■ Action item
Can you find the lines of the listing that include "joined" and copy every one?

■ Data records
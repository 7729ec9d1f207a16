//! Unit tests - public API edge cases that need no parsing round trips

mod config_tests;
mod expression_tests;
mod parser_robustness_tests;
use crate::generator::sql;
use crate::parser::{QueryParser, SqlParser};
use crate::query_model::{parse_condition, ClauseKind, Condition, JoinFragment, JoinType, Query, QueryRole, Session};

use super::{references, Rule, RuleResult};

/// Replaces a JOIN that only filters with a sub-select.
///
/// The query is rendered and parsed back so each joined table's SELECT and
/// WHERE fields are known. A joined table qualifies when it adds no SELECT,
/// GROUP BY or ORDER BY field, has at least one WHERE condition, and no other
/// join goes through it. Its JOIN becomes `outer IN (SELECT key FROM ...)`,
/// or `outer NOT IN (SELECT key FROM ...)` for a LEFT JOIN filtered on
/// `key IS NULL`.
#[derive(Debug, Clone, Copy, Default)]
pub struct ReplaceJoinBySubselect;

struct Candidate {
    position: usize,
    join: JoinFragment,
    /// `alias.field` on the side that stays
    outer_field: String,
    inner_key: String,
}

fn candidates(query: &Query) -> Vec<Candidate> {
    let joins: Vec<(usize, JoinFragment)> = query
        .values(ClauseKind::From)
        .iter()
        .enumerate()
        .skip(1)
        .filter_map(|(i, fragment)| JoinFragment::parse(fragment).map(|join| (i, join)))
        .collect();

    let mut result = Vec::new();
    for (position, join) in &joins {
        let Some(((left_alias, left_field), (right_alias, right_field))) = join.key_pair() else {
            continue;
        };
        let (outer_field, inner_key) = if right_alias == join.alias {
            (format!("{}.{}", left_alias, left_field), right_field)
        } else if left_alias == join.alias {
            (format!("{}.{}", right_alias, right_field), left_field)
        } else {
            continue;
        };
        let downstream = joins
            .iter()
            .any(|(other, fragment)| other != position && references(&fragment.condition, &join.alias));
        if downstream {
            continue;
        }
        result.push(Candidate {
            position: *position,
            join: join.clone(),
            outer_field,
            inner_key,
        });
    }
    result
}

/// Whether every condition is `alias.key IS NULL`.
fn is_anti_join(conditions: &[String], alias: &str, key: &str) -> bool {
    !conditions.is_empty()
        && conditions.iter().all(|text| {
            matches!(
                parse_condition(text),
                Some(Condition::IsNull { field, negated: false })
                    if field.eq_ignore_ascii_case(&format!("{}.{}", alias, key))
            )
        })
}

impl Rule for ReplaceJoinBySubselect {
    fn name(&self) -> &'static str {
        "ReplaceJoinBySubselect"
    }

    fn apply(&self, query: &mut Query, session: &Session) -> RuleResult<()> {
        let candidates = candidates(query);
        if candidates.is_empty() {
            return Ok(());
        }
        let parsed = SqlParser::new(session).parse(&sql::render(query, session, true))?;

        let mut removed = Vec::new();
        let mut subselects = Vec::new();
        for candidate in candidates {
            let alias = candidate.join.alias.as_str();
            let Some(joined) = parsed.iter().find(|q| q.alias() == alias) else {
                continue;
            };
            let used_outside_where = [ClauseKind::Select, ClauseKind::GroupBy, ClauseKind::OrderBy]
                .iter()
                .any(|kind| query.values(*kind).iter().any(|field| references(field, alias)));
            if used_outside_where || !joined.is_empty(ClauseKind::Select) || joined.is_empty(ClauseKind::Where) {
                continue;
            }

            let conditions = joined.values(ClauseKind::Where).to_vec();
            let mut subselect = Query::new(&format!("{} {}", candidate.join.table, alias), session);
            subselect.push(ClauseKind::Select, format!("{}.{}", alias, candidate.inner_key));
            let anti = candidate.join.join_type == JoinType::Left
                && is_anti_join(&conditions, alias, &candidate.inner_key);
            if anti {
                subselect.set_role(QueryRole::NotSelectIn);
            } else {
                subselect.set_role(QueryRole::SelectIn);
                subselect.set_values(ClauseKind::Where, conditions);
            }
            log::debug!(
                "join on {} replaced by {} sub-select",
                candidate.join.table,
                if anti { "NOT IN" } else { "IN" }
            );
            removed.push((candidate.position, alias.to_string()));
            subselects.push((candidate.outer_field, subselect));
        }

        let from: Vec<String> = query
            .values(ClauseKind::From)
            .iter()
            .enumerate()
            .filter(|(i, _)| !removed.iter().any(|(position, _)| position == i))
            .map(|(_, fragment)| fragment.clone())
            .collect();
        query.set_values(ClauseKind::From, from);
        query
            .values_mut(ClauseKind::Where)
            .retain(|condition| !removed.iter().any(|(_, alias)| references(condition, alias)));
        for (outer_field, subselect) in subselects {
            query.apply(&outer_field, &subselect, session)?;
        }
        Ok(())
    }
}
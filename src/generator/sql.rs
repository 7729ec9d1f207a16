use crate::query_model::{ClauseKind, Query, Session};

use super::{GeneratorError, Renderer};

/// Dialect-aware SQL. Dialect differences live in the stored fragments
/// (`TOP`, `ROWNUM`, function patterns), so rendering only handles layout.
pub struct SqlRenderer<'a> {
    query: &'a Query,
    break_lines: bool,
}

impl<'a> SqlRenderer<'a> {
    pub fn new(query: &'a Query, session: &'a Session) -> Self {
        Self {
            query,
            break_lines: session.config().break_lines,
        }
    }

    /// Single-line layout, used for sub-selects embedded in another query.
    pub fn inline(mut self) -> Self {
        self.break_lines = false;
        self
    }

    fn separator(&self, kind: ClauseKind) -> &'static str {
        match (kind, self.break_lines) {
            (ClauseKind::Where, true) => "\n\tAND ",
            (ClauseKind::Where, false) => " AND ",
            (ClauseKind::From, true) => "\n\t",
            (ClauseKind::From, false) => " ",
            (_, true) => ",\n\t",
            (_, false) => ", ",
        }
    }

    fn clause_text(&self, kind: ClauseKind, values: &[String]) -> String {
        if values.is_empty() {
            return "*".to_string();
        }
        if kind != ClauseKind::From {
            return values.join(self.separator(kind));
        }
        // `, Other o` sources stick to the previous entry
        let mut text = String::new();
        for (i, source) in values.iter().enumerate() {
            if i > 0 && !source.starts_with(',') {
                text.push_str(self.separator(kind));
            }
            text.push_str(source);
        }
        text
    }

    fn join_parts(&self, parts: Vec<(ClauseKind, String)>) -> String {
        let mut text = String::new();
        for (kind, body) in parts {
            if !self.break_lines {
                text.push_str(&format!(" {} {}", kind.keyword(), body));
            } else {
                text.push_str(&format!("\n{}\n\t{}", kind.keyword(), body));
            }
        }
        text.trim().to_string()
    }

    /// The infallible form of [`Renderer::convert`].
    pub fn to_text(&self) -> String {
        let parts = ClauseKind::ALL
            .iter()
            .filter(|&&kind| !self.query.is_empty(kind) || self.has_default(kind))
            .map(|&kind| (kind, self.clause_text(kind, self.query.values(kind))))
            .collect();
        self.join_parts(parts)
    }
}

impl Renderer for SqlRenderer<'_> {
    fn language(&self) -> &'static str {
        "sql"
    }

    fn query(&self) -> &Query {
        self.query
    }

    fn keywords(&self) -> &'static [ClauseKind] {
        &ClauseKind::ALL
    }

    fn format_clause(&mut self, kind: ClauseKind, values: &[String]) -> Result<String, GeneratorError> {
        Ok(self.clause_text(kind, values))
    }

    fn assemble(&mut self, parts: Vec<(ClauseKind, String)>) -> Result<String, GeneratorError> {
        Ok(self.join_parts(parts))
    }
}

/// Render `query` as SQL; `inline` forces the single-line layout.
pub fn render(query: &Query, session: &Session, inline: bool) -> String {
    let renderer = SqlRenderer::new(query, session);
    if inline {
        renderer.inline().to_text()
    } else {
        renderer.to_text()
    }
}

■ Answer space
/// The query is rendered and parsed back so each joined table's SELECT and
/// WHERE fields are known. A joined table qualifies when it adds no SELECT,
            let Some(joined) = parsed.iter().find(|q| q.alias() == alias) else {
            if used_outside_where || !joined.is_empty(ClauseKind::Select) || joined.is_empty(ClauseKind::Where) {
            let conditions = joined.values(ClauseKind::Where).to_vec();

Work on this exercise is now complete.